Thursday, September 21, 2006

Prosecutors oppose new trial for Angola inmate, ex-Black Panther

Prosecutors oppose new trial for Angola inmate, ex-Black Panther

By DOUG SIMPSON
Associated Press Writer

ANGOLA, La. (AP) -- A former Black Panther convicted of killing a Louisiana prison guard in the 1970s deserves a new murder trial because prosecutors withheld key evidence that could have won him an acquittal, his lawyer argued in a prison courtroom on Tuesday.

Herman Wallace, one of a trio of prisoners known as the "Angola Three," has spent most of the past three decades in solitary confinement at the state's top-security prison after his conviction in the stabbing death of guard Brent Miller.

His lawyer argued that the warden had essentially bribed a witness into identifying Wallace as one of the killers - and that prosecutors knowingly kept the deal secret from jurors.

"Jurors would have dismissed (the witness') testimony as hogwash" if they had known, lawyer Nick Trentecosta said.

Prosecutors, fighting Wallace's efforts at a new trial, said no proof exists of that deal - an alleged promise from the warden to help the witness get a pardon and eventual release from prison. The warden and the witness are dead.

"I haven't seen anything to say that there was a promise given," prosecutor Dale Lee said. "There's nobody here to disprove what actually happened in 1972 - they're all dead."

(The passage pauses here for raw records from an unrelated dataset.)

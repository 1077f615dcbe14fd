//! Default endpoints and identifiers.
//!
//! # Design
//! - Centralize defaults so the loader, docs, and tests agree.
//! - Every value can be overridden from the environment or a config file.

/// Record store REST root.
pub const DEFAULT_AIRTABLE_API_URL: &str = "https://api.airtable.com/v0";
/// Base holding the inventory tables.
pub const DEFAULT_BASE_ID: &str = "apptD8GSxN3vhhivI";
/// Product (inventory) table.
pub const DEFAULT_PRODUCT_TABLE: &str = "tblddAcLcQAyk050u";
/// Linked raw-data table used for the folder fallback.
pub const DEFAULT_LINKED_TABLE: &str = "tblUWMOM3HKCCEwu6";
/// File storage REST root.
pub const DEFAULT_DRIVE_API_URL: &str = "https://www.googleapis.com";
/// Maximum number of files returned by one folder listing.
pub const DEFAULT_PAGE_SIZE: u32 = 100;
/// Per-request HTTP timeout.
pub const DEFAULT_TIMEOUT_SECS: u64 = 10;
/// Upper bound accepted for the page size.
pub(crate) const MAX_PAGE_SIZE: u32 = 1_000;
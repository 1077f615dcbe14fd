use anyhow::anyhow;
use skucheck_app::{SearchFailure, SearchPipeline, build_pipeline, load_config};

use crate::cli::{LookupArgs, OutputFormat};
use crate::client::{CliContext, CliError, CliResult};
use crate::output::format_result;

pub(crate) fn pipeline_for(ctx: &CliContext) -> CliResult<SearchPipeline> {
    let config = load_config(ctx.config_path()).map_err(CliError::failure)?;
    build_pipeline(&config, ctx.credentials()).map_err(CliError::failure)
}

pub(crate) async fn handle_lookup(ctx: &CliContext, args: LookupArgs) -> CliResult<()> {
    let pipeline = pipeline_for(ctx)?;
    let text = lookup(&pipeline, &args.sku, ctx.output).await?;
    println!("{text}");
    Ok(())
}

async fn lookup(pipeline: &SearchPipeline, sku: &str, format: OutputFormat) -> CliResult<String> {
    match pipeline.run(sku).await {
        Ok(result) => format_result(&result, format),
        Err(SearchFailure::Fatal { source }) => Err(CliError::from_search(&source)),
        Err(SearchFailure::Superseded { generation }) => Err(CliError::failure(anyhow!(
            "search {generation} was superseded"
        ))),
    }
}

#[cfg(test)]
mod tests {
    use super::*;
    use httpmock::prelude::*;
    use serde_json::json;
    use skucheck_test_support::fixtures::{
        TEST_BASE, TEST_PRODUCT_TABLE, config_for, credentials, drive_file_json, drive_list_body,
        list_body, product_fields, product_json,
    };

    #[tokio::test]
    async fn lookup_renders_verified_result() -> anyhow::Result<()> {
        let records = MockServer::start_async().await;
        let storage = MockServer::start_async().await;
        records.mock(|when, then| {
            when.method(GET)
                .path(format!("/{TEST_BASE}/{TEST_PRODUCT_TABLE}"));
            then.status(200).json_body(list_body(&[product_json(
                "recA",
                product_fields("MF-2411", "F1", "fr", "bk"),
            )]));
        });
        storage.mock(|when, then| {
            when.method(GET).path("/drive/v3/files");
            then.status(200).json_body(drive_list_body(&[
                drive_file_json("fr", "front.jpg", "image/jpeg"),
                drive_file_json("bk", "back.jpg", "image/jpeg"),
            ]));
        });
        let config = config_for(&records.base_url(), &storage.base_url())?;
        let pipeline = build_pipeline(&config, credentials())?;

        let text = lookup(&pipeline, "mf-2411", OutputFormat::Table).await?;

        assert!(text.contains("front: verified (fr)"));
        assert!(text.contains("back: verified (bk)"));
        Ok(())
    }

    #[tokio::test]
    async fn missing_sku_exits_with_failure() -> anyhow::Result<()> {
        let records = MockServer::start_async().await;
        let storage = MockServer::start_async().await;
        records.mock(|when, then| {
            when.method(GET)
                .path(format!("/{TEST_BASE}/{TEST_PRODUCT_TABLE}"));
            then.status(200).json_body(json!({ "records": [] }));
        });
        let config = config_for(&records.base_url(), &storage.base_url())?;
        let pipeline = build_pipeline(&config, credentials())?;

        let err = lookup(&pipeline, "MF-9999", OutputFormat::Json)
            .await
            .err()
            .ok_or_else(|| anyhow!("lookup should fail"))?;

        assert_eq!(err.exit_code(), 3);
        assert!(err.display_message().contains("MF-9999"));
        Ok(())
    }

    #[tokio::test]
    async fn invalid_sku_is_a_validation_error() -> anyhow::Result<()> {
        let config = config_for("http://127.0.0.1:9", "http://127.0.0.1:9")?;
        let pipeline = build_pipeline(&config, credentials())?;

        let err = lookup(&pipeline, "not a sku", OutputFormat::Table)
            .await
            .err()
            .ok_or_else(|| anyhow!("lookup should fail"))?;

        assert_eq!(err.exit_code(), 2);
        Ok(())
    }
}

Trentecosta said Hezekiah Brown, the witness who testified against Wallace, received a weekly carton of cigarettes as a payoff for his testimony. The cigarettes amounted to valuable currency - "a prison pension" - that Brown could spend on gambling, alcohol, drugs or sex, Trentecosta said. After the trial, he was transferred to a private house with his own room and television set, a former guard, Bobby Ovileaux, testified.

Lee said the prison was right to segregate Brown from the general prison population because he would be in danger of being attacked or killed by other inmates who were angry that he had testified against a fellow prisoner.

Trentecosta also produced several documents from then-Warden C. Murray Henderson in which Henderson referred to commitments and promises he had made to help Brown get a pardon.

Court commissioner Rachel Morgan said she will issue a recommendation to the trial judge, probably within a month, on whether Wallace should get a new trial. District Judge Michael Irwin could accept or reject her recommendation, or order another evidentiary hearing in his courtroom, she said.

Wallace, Albert Woodfox and Robert Wilkerson are known as the "Angola Three," considered by prisoners' rights groups to be wrongly held in solitary confinement because of their political activity with the now-defunct Black Panthers.

Wilkerson was released in 2001 after a judge overturned his conviction for killing another inmate. Prison officials have said Wallace and Woodfox are in solitary because they would be endangered if returned to the general prison population.